Desa LES – Wisata “Voluntourism Coral Farm” Pertama di Indonesia  (www.divevoluntourism.com)  
Contact:  Made Mertha (Eka) +6281338547944 (bahasa Indonesia), Gari +6285739452577 (English)

Desa Les, sebuah desa pesisir di sebelah utara Bali, masih termasuk wilayah kecamatan Tejakula, Kabupaten Buleleng. Sepintas lalu tidak ada yang istimewa dibandingkan desa-desa nelayan lainnya di sepanjang sisi utara Bali. Hanya saja apabila anda mendekati wilayah pesisirnya, dengan mudah anda akan menemukan kolam-kolam ikan dan aquarium-aquarium berisi ikan hias air laut. Sebagian besar nelayan desa Les adalah nelayan ikan hias.

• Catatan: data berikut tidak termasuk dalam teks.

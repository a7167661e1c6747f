//! Build script for strip-cycler.

use std::{env, fs, path::PathBuf};

fn main() {
    println!("cargo:rustc-check-cfg=cfg(rust_analyzer)");

    // Handle memory.x based on target
    let target = env::var("TARGET").unwrap();
    let out_dir = PathBuf::from(env::var("OUT_DIR").unwrap());

    if target.starts_with("thumbv8m") {
        // Pico 2: copy our custom memory-pico2.x to OUT_DIR as memory.x
        let memory_x = fs::read_to_string("memory-pico2.x").expect("Failed to read memory-pico2.x");
        let dest = out_dir.join("memory.x");
        fs::write(&dest, memory_x).expect("Failed to write memory.x");
        println!("cargo:rustc-link-search={}", out_dir.display());
        println!("cargo:rerun-if-changed=memory-pico2.x");
    } else if target.starts_with("thumbv6m") {
        // Pico 1W: copy our custom memory-pico1w.x to OUT_DIR as memory.x
        let memory_x =
            fs::read_to_string("memory-pico1w.x").expect("Failed to read memory-pico1w.x");
        let dest = out_dir.join("memory.x");
        fs::write(&dest, memory_x).expect("Failed to write memory.x");
        println!("cargo:rustc-link-search={}", out_dir.display());
        println!("cargo:rerun-if-changed=memory-pico1w.x");
    }
}
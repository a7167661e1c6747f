#![allow(missing_docs)]
use strip_cycler::led_strip::{Frame, Rgb, STRIP_LEN, colors};

#[test]
fn new_frame_is_black() {
    let frame = Frame::<8>::new();

    assert_eq!(Frame::<8>::LEN, 8);
    assert!(frame.iter().all(|pixel| *pixel == colors::BLACK));
}

#[test]
fn filled_frame_repeats_the_color() {
    let frame = Frame::<8>::filled(colors::ORANGE);

    assert!(frame.iter().all(|pixel| *pixel == colors::ORANGE));
}

#[test]
fn pixels_are_indexable_through_deref() {
    let mut frame = Frame::<8>::new();

    frame[0] = colors::RED;
    frame[7] = Rgb::new(1, 2, 3);
    frame[1..4].fill(colors::GREEN);

    assert_eq!(frame[0], colors::RED);
    assert_eq!(frame[2], colors::GREEN);
    assert_eq!(frame[7], Rgb::new(1, 2, 3));
    assert_eq!(frame[4], colors::BLACK);
}

#[test]
fn frame_round_trips_through_array() {
    let array = [Rgb::new(9, 8, 7); 4];

    let frame = Frame::from(array);
    let back: [Rgb; 4] = frame.into();

    assert_eq!(back, array);
}

#[test]
fn default_matches_new() {
    assert_eq!(Frame::<STRIP_LEN>::default(), Frame::<STRIP_LEN>::new());
}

Mencari ikan hias sudah menjadi mata pencaharian mereka sejak lebih dari 30 tahun yang lalu. Pada mulanya nelayan desa Les mencari ikan hias dengan mengandalkan jaring, namun hal itu tidak berlangsung lama. Permintaan ikan hias yang makin meningkat dan juga karena desakan “pedagang” membuat mereka beralih menggunakan potassium sianida, yang biasa mereka sebut “potas” atau “bius”. Penggunaan potas secara siknifikan telah meningkatkan kemampuan mereka mencari ikan. Hanya dengan sekaleng kecil potas dicampur air yang dimasukkan kedalam sebuah botol plastik, nelayan desa Les sudah dapat membawa pulang seember ikan hias. Tingkat kematian (mortalitas) ikan hias yang tinggi sebagai akibat penggunaan potas tidak terlalu dirasakan. Tapi itu dulu, tiga puluh tahun yang lalu, dimana lingkungan bawah air mereka masih relatif bagus dan banyak dijumpai ikan hias.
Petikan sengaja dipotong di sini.